Otalgia is ear pain, commonly referred to as an “ear ache”. Primary otalgia exists when the pain originates within the ear. Referred otalgia is pain that originates outside of the ear. When primary otalgia is present, an ear examination typically shows some abnormality of the outer or middle ear. When referred otalgia is present, the ear examination is typically normal. Otalgia may or may not be associated with balance disorders and a reduction in hearing.
Common sources of primary otalgia include: otitis media (ear infection), mastoiditis, tumors, trauma, and infections of the outer ear or ear canal, and Eustachian tube dysfunction, which is the inability for the middle ear to pressurize properly. Tumors of the temporal bone, such as meningiomas, glomus jugulare and some types of lesions such as cholesteatoma, have been associated with otalgia, possibly because of nerve root compression or invasion.

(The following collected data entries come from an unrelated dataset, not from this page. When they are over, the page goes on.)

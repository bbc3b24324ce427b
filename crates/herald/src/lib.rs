//! # Herald
//!
//! A command dispatch pipeline for chat bots.
//!
//! ## Overview
//!
//! Herald takes raw message text, finds the invoked command, checks who may
//! run it and how often, turns the free-text arguments into typed values and
//! calls the command with them. Everything platform specific (looking up
//! members, storing guild settings, sending replies) stays behind small
//! collaborator traits.
//!
//! ## Architecture
//!
//! ```text
//! ┌───────────┐  Incoming  ┌────────────┐  guards, rate limit,  ┌─────────┐
//! │  Runtime  │──────────▶│ Dispatcher │──────────────────────▶│ Command │
//! │ (stream)  │            │            │  tokenize, middleware └─────────┘
//! └───────────┘            └────────────┘
//!                               │ lookup / settings / localize / log / reply
//!                               ▼
//!                         Collaborators
//! ```
//!
//! - **Runtime**: configuration, logging, one task per incoming message
//! - **Dispatcher**: the pipeline, reporting every failure as one message
//! - **Resolvers**: type tags such as `Number` or `Member` mapped to converters
//! - **Middleware**: the per-command argument chain (`resolve`, `expect`,
//!   custom steps, `localize`)
//!
//! ## Quick Start
//!
//! ```rust,ignore
//! use herald::prelude::*;
//!
//! async fn add(_ctx: Arc<InvocationContext>, args: Arguments) -> String {
//!     let a = args[0].as_number().unwrap_or_default();
//!     let b = args[1].as_number().unwrap_or_default();
//!     format!("{}", a + b)
//! }
//!
//! #[tokio::main]
//! async fn main() -> anyhow::Result<()> {
//!     let mut runtime = HeraldRuntime::builder()
//!         .responder(Arc::new(MyResponder))
//!         .build()?;
//!
//!     runtime.register(
//!         CommandDescriptor::builder("add")
//!             .arguments("<a>: Number, <b>: Number")
//!             .ratelimit("5/10s")
//!             .resolve()
//!             .build()?,
//!         add,
//!     )?;
//!
//!     runtime.run(messages).await;
//!     Ok(())
//! }
//! ```
//!
//! ## Features
//!
//! - `toml-config`: TOML configuration files (default)
//! - `yaml-config`: YAML configuration files
//! - `json-log`: JSON log output

pub use herald_core as core;
pub use herald_framework as framework;
pub use herald_runtime as runtime;

/// Prelude module for convenient imports.
///
/// ```rust,ignore
/// use herald::prelude::*;
/// ```
pub mod prelude {
    pub use std::sync::Arc;

    // Runtime - main entry point
    pub use herald_runtime::{HeraldConfig, HeraldRuntime, RuntimeStats};

    // Commands
    pub use herald_framework::{
        ArgSpec, ArgValue, Arguments, BoxError, CommandDescriptor, InvocationContext, Outcome,
    };

    // Extension points
    pub use herald_framework::{
        DispatchError, Incoming, Intent, Middleware, ResolveError, Resolver, ResourceLoader,
    };

    // Collaborators
    pub use herald_core::{
        Actor, ChannelContext, EntityLookup, Localizer, LogSink, MemorySettings, Permission,
        Responder, ResponderError, SettingScope, SettingStore,
    };
}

Due to the complex nature of the nervous system, determining the origin of referred otalgia can be extremely difficult because it can come from many other areas of the body. Referred otalgia can originate from:
- Dental problems
- Cervical spine arthritis
- Tempromandibular joint dysfunction (TMJ)
- Neck and throat problems, including trauma, infection and tumors
- Areas remote to the ear where nerves which also serve the ear may be involved
Depending on the cause of otalgia, a variety of treatment options are available to either relieve symptoms or treat the underlying pathologic condition.